Being able to quickly identify anomalous behaviour allows to reduce downtimes and keep our spacecrafts healthy. The current approach built in our Mission Control System is to use out-of-limits checks. However, many behaviours are anomalous even if they are within limits. Novelty detection is a new monitoring paradigm that allows to detect unusual behaviours in telemetry parameters. Unusual behaviour is usually a signature of anomaly in their way to develop. The novelty detection monitoring approach requires very little engineering knowledge as it learns from given examples of nominal behaviour. It also features very seldom false alarms and is complementary to the out-of-limit paradigm.
Keywords: monitoring, diagnostics, performance analysis
The Novelty Detector has been validated with Venus Express, XMM and Cryosat2 anomaly cases. The Novelty Detector managed to detect the anomaly way before the out of limits checks did. In some cases, these anomalies were not even detected by the out of limits. Flight Control Engineers check the Novelty Detection results daily as part of their monitoring tasks.

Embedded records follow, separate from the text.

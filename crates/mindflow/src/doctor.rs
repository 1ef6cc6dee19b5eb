// SPDX-FileCopyrightText: 2026 Mindflow Contributors
// SPDX-License-Identifier: MIT OR Apache-2.0

//! `mindflow doctor` command implementation.
//!
//! Checks configuration and credentials without spending API quota.

use std::io::IsTerminal;
use std::path::Path;
use std::time::{Duration, Instant};

use mindflow_config::{ConfigError, MindflowConfig};
use mindflow_core::{HealthStatus, PluginAdapter};
use mindflow_gemini::{API_KEY_ENV_VARS, GeminiAnalyzer};

/// Status of a diagnostic check.
#[derive(Debug, Clone, PartialEq, Eq)]
pub enum CheckStatus {
    Pass,
    Warn,
    Fail,
}

/// Result of a single diagnostic check.
#[derive(Debug, Clone)]
pub struct CheckResult {
    pub name: String,
    pub status: CheckStatus,
    pub message: String,
    pub duration: Duration,
}

/// Runs all checks, prints a report, and returns the number of failures.
///
/// Configuration is loaded here rather than by the caller, so a broken file
/// is reported as a failed check. The remaining checks then run against the
/// compiled defaults.
pub async fn run_doctor(config_path: Option<&Path>, plain: bool) -> usize {
    let use_color = !plain && std::io::stdout().is_terminal();

    let start = Instant::now();
    let loaded = match config_path {
        Some(path) => mindflow_config::load_and_validate_path(path),
        None => mindflow_config::load_and_validate(),
    };
    let config_result = check_config(&loaded, start);
    let config = match loaded {
        Ok(config) => config,
        Err(errors) => {
            mindflow_config::render_errors(&errors);
            MindflowConfig::default()
        }
    };

    let results = vec![
        config_result,
        check_credentials(&config, |name| std::env::var(name).ok()),
        check_analyzer(&config).await,
    ];

    println!();
    println!("  mindflow doctor");
    println!("  {}", "-".repeat(50));

    let mut fail_count = 0;
    let mut warn_count = 0;
    for result in &results {
        match result.status {
            CheckStatus::Fail => fail_count += 1,
            CheckStatus::Warn => warn_count += 1,
            CheckStatus::Pass => {}
        }
        println!("{}", format_line(result, use_color));
    }

    println!();
    if fail_count > 0 || warn_count > 0 {
        let issues = fail_count + warn_count;
        let issue_word = if issues == 1 { "issue" } else { "issues" };
        println!("  {issues} {issue_word} found.");
    } else {
        println!("  All checks passed.");
    }
    println!();

    fail_count
}

fn format_line(result: &CheckResult, use_color: bool) -> String {
    use colored::Colorize;

    let duration_ms = result.duration.as_millis();
    let (symbol, message) = if use_color {
        match result.status {
            CheckStatus::Pass => ("✓".green().to_string(), result.message.clone()),
            CheckStatus::Warn => ("!".yellow().to_string(), result.message.yellow().to_string()),
            CheckStatus::Fail => ("✗".red().to_string(), result.message.red().to_string()),
        }
    } else {
        let tag = match result.status {
            CheckStatus::Pass => "[OK]  ",
            CheckStatus::Warn => "[WARN]",
            CheckStatus::Fail => "[FAIL]",
        };
        (tag.to_string(), result.message.clone())
    };
    format!("    {symbol} {:<14} {message} ({duration_ms}ms)", result.name)
}

/// Check configuration loads without errors.
fn check_config(loaded: &Result<MindflowConfig, Vec<ConfigError>>, start: Instant) -> CheckResult {
    let (status, message) = match loaded {
        Ok(_) => (CheckStatus::Pass, "valid".to_string()),
        Err(errors) => (CheckStatus::Fail, format!("{} error(s)", errors.len())),
    };
    CheckResult {
        name: "Configuration".to_string(),
        status,
        message,
        duration: start.elapsed(),
    }
}

/// Names where the API key would come from, without revealing it.
fn credential_source(
    config: &MindflowConfig,
    lookup: impl Fn(&str) -> Option<String>,
) -> Option<&'static str> {
    if config
        .gemini
        .api_key
        .as_deref()
        .is_some_and(|k| !k.trim().is_empty())
    {
        return Some("gemini.api_key");
    }
    API_KEY_ENV_VARS
        .iter()
        .copied()
        .find(|name| lookup(name).is_some_and(|v| !v.trim().is_empty()))
}

fn check_credentials(config: &MindflowConfig, lookup: impl Fn(&str) -> Option<String>) -> CheckResult {
    let start = Instant::now();
    let (status, message) = match credential_source(config, lookup) {
        Some(source) => (CheckStatus::Pass, format!("found in {source}")),
        None => (
            CheckStatus::Fail,
            format!(
                "missing; set gemini.api_key or one of {}",
                API_KEY_ENV_VARS.join(", ")
            ),
        ),
    };
    CheckResult {
        name: "API key".to_string(),
        status,
        message,
        duration: start.elapsed(),
    }
}

/// Builds the analyzer and asks it for its health.
async fn check_analyzer(config: &MindflowConfig) -> CheckResult {
    let start = Instant::now();
    let (status, message) = match GeminiAnalyzer::new(&config.gemini) {
        Ok(analyzer) => match analyzer.health_check().await {
            Ok(HealthStatus::Healthy) => (
                CheckStatus::Pass,
                format!("{} ready ({})", analyzer.name(), config.gemini.model),
            ),
            Ok(HealthStatus::Degraded(reason)) => (CheckStatus::Warn, reason),
            Ok(HealthStatus::Unhealthy(reason)) => (CheckStatus::Fail, reason),
            Err(e) => (CheckStatus::Fail, e.to_string()),
        },
        Err(e) => (CheckStatus::Fail, e.to_string()),
    };
    CheckResult {
        name: "Analyzer".to_string(),
        status,
        message,
        duration: start.elapsed(),
    }
}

The monitoring technique based on Novelty Detection uses outlier detection techniques based on density. The assumption is that a new behaviour is often the signature of an anomaly in the way to develop. The ESA Patent Group has decided to protect this novelty detection based monitoring technique by filing an international patent application.
Novelty Detection has been developed in ESOC by the ESA Advanced Mission Concepts and Technologies Office.
The most widely extended approach for automatically detecting anomalous behaviour in Space Operations is the use of Out-Of-Limits (OOL). The OOL approach consists of defining an upper and lower threshold so that when a measurement goes above the upper limit or below the lower one, an alarm is triggered for engineers. Then engineers will inspect the parameter that is out of limits and determine if it is an anomaly or not and decide which action to take.
While Out-Of-Limits are useful and they successfully trigger alarms when parameter readings go out the defined thresholds, they suffer from the following limitations:
- Some behaviours are anomalous even if they are within the defined limits.
- OOL are not defined for every parameter. Engineers only define OOL for a subset of parameter for which they want to receive alarms if they exceed the limits. Therefore, OOL is not systematic in the sense that it does not cover every parameter.
- Quite often engineers receive OOL alarms that are completely expected. A typical example is the OOL defined for the Automatic Control Gain (AGC) during a pass. At Acquisition of Signal (AOS) and Loss of Signal (LOS) the AGC goes outside limits. However, it is expected to happen and in every pass these two OOL alarms will be raised.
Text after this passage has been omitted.